§ About this exercise
Starting at the first line of the data below, write out each line exactly until you reach the line containing "use std::sync::Arc;", and include that line too.

Stored items from a collection:
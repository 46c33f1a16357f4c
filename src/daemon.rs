//! Assembles the engine (trees, pipeline, reconciler, scheduler, watcher)
//! from a resolved [`Config`] and drives the long-running sync loop.
//! Grounded in `event_handler.py`'s `EventHandler.run`: authenticate,
//! initial sync, then alternate between draining filesystem events and
//! servicing the periodic dirty-check/refresh-tick jobs until asked to
//! stop.

use std::sync::Arc;
use std::time::Duration;

use anyhow::{Context, Result};

use crate::auth::{Authenticator, Credentials, NonInteractiveAuthenticator};
use crate::config::Config;
use crate::drive_api::{DriveApi, HttpDriveApi};
use crate::event_pipeline::EventPipeline;
use crate::filters::FilterSet;
use crate::local_tree::LocalTree;
use crate::node_record::rounding_family;
use crate::reconciler::Reconciler;
use crate::remote_tree::RemoteTree;
use crate::scheduler::{Scheduler, SchedulerConfig, REFRESH_BACKOFF_CAP_MULTIPLIER};
use crate::watcher;

/// Per §7: an unclassified ("fatal") error sleeps and restarts the whole
/// loop rather than propagating out of the process.
const FATAL_RESTART_DELAY: Duration = Duration::from_secs(60);

/// No production iCloud Drive endpoint exists to point at by default;
/// overriding this is a future CLI concern, not part of the current
/// surface (see SPEC_FULL.md §4.14).
const DEFAULT_DRIVE_BASE_URL: &str = "https://icloud.invalid/drive";

/// Runs the daemon until `shutdown` fires, restarting the sync loop after
/// any fatal error with a 60s backoff rather than exiting.
pub async fn run(cfg: Config, shutdown: Arc<tokio::sync::Notify>) -> Result<()> {
    crate::logging::init_log_file(&cfg.log_path)?;
    if let Some(password) = cfg.password.as_deref() {
        crate::logging::add_keyword(password);
    }
    crate::logging::info(format!(
        "daemon start version={} directory={} log={}",
        env!("CARGO_PKG_VERSION"),
        cfg.directory.display(),
        cfg.log_path.display(),
    ));

    loop {
        let shutdown_fired = shutdown.notified();
        tokio::pin!(shutdown_fired);
        tokio::select! {
            _ = &mut shutdown_fired => {
                crate::logging::info("shutdown requested, stopping");
                return Ok(());
            }
            result = run_once(&cfg, shutdown.clone()) => {
                match result {
                    Ok(()) => return Ok(()),
                    Err(e) => {
                        crate::logging::error(format!("fatal error, restarting in 60s: {e:#}"));
                        tokio::time::sleep(FATAL_RESTART_DELAY).await;
                    }
                }
            }
        }
    }
}

async fn run_once(cfg: &Config, shutdown: Arc<tokio::sync::Notify>) -> Result<()> {
    let ignore_patterns = load_pattern_file(cfg.ignore_regexes_path.as_deref())?;
    let include_patterns = load_pattern_file(cfg.include_regexes_path.as_deref())?;
    let filters = Arc::new(FilterSet::new(&ignore_patterns, &include_patterns)?);

    let local = LocalTree::new(cfg.directory.clone(), rounding_family());
    local.refresh(&filters);

    let drive: Arc<dyn DriveApi> = Arc::new(HttpDriveApi::new(DEFAULT_DRIVE_BASE_URL));
    let authenticator: Arc<dyn Authenticator> = Arc::new(NonInteractiveAuthenticator);
    let credentials = Credentials {
        username: cfg.username.clone(),
        password: cfg.password.clone(),
        cookie_directory: cfg.cookie_directory.display().to_string(),
    };

    let build_remote = {
        let drive = drive.clone();
        let authenticator = authenticator.clone();
        let credentials = credentials.clone();
        let filters = filters.clone();
        let max_workers = cfg.max_workers;
        let directory = cfg.directory.clone();
        move || {
            Arc::new(RemoteTree::new(
                drive.clone(),
                authenticator.clone(),
                credentials.clone(),
                filters.clone(),
                rounding_family(),
                max_workers,
                directory.clone(),
            ))
        }
    };

    let remote = build_remote();
    let initial_refresh = remote.refresh().await;
    if !initial_refresh.success {
        anyhow::bail!(
            "initial remote refresh failed: {}",
            initial_refresh.error.as_deref().unwrap_or("unknown error")
        );
    }

    let pipeline = Arc::new(EventPipeline::new(cfg.debounce_period));

    let debug_dump_dir = cfg.log_path.parent().map(|p| p.to_path_buf());
    let mut reconciler = Reconciler::new(local, remote, pipeline.clone());
    if let Some(dir) = debug_dump_dir {
        reconciler = reconciler.with_debug_dump_dir(dir);
    }

    let initial_jobs = reconciler.initial_sync();
    let scheduler_config = SchedulerConfig {
        max_readers: cfg.max_workers,
        icloud_check_period: cfg.icloud_check_period,
        icloud_refresh_period: cfg.icloud_refresh_period,
    };
    let (scheduler, writer_rx) = Scheduler::new(reconciler, scheduler_config);
    tokio::spawn(scheduler.clone().run_writer_pool(writer_rx));
    for dispatch in initial_jobs {
        scheduler.submit(dispatch).await;
    }

    let watcher_handle = watcher::watch(cfg.directory.clone(), pipeline.handle(), pipeline.clone(), filters.clone())
        .context("starting filesystem watcher")?;

    let mut dirty_check_ticker = tokio::time::interval(scheduler.dirty_check_period());
    let mut refresh_ticker = tokio::time::interval(scheduler.refresh_period());
    dirty_check_ticker.tick().await;
    refresh_ticker.tick().await;
    let mut refresh_period = scheduler.refresh_period();

    loop {
        let shutdown_fired = shutdown.notified();
        tokio::pin!(shutdown_fired);
        tokio::select! {
            _ = &mut shutdown_fired => {
                watcher_handle.stop();
                return Ok(());
            }
            drained = pipeline.drain() => {
                let coalesced = crate::event_pipeline::coalesce(drained);
                let conflated = crate::event_pipeline::conflate_folder_scope(coalesced);
                let reconciler = scheduler.reconciler.lock().await;
                let dispatches = reconciler.dispatch_events(conflated).await;
                drop(reconciler);
                for dispatch in dispatches {
                    scheduler.submit(dispatch).await;
                }
            }
            _ = dirty_check_ticker.tick() => {
                let dirty = if scheduler.is_idle() {
                    let reconciler = scheduler.reconciler.lock().await;
                    !reconciler.is_applying_refresh() && reconciler.remote.is_dirty().await
                } else {
                    false
                };
                if dirty {
                    crate::logging::info("dirty check found remote changes, requesting refresh");
                    apply_background_refresh(&scheduler, &build_remote).await;
                }
            }
            _ = refresh_ticker.tick() => {
                if scheduler.is_idle() {
                    let applied = apply_background_refresh(&scheduler, &build_remote).await;
                    let next_period = if applied {
                        scheduler.refresh_period()
                    } else {
                        std::cmp::min(refresh_period * 2, scheduler.refresh_period() * REFRESH_BACKOFF_CAP_MULTIPLIER)
                    };
                    if next_period != refresh_period {
                        refresh_period = next_period;
                        refresh_ticker = tokio::time::interval(refresh_period);
                        refresh_ticker.tick().await;
                        crate::logging::info(format!(
                            "refresh tick period now {}s",
                            refresh_period.as_secs()
                        ));
                    }
                }
            }
        }

        // Per §4.6: the suppressed-path set is cleared each time all
        // in-flight futures finish, so a genuine later edit to a path the
        // reconciler suppressed for its own write isn't dropped forever.
        if scheduler.is_idle() {
            pipeline.clear_suppressed();
        }
    }
}

/// Returns whether the refresh was cleanly applied, so the caller can
/// drive the refresh-tick backoff (§4.6): a `false` here means the next
/// tick should wait longer, not retry at the nominal cadence.
async fn apply_background_refresh(
    scheduler: &Arc<Scheduler>,
    build_remote: &impl Fn() -> Arc<RemoteTree>,
) -> bool {
    if !scheduler.is_idle() {
        return false;
    }
    let candidate = build_remote();
    let refresh_result = candidate.refresh().await;
    if !refresh_result.success {
        crate::logging::error(format!(
            "background refresh failed: {}",
            refresh_result.error.as_deref().unwrap_or("unknown error")
        ));
        return false;
    }

    let mut reconciler = scheduler.reconciler.lock().await;
    if reconciler.is_applying_refresh() {
        return false;
    }
    match reconciler.apply_refresh(candidate).await {
        Ok((uploaded, downloaded, deleted, created)) => {
            crate::logging::info_kv(
                "refresh applied",
                &[
                    ("uploaded", &uploaded.to_string()),
                    ("downloaded", &downloaded.to_string()),
                    ("deleted", &deleted.to_string()),
                    ("folders_created", &created.to_string()),
                ],
            );
            true
        }
        Err(e) => {
            crate::logging::error(format!("discarding inconsistent refresh: {e:#}"));
            false
        }
    }
}

fn load_pattern_file(path: Option<&std::path::Path>) -> Result<Vec<String>> {
    match path {
        Some(p) => FilterSet::load_pattern_file(p),
        None => Ok(Vec::new()),
    }
}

§ Answer space
repository 46c33f1a16357f4c
filename src/daemon.rs
//! Assembles the engine (trees, pipeline, reconciler, scheduler, watcher)
//! from a resolved [`Config`] and drives the long-running sync loop.
//! Grounded in `event_handler.py`'s `EventHandler.run`: authenticate,
//! initial sync, then alternate between draining filesystem events and
//! servicing the periodic dirty-check/refresh-tick jobs until asked to
//! stop.

use std::sync::Arc;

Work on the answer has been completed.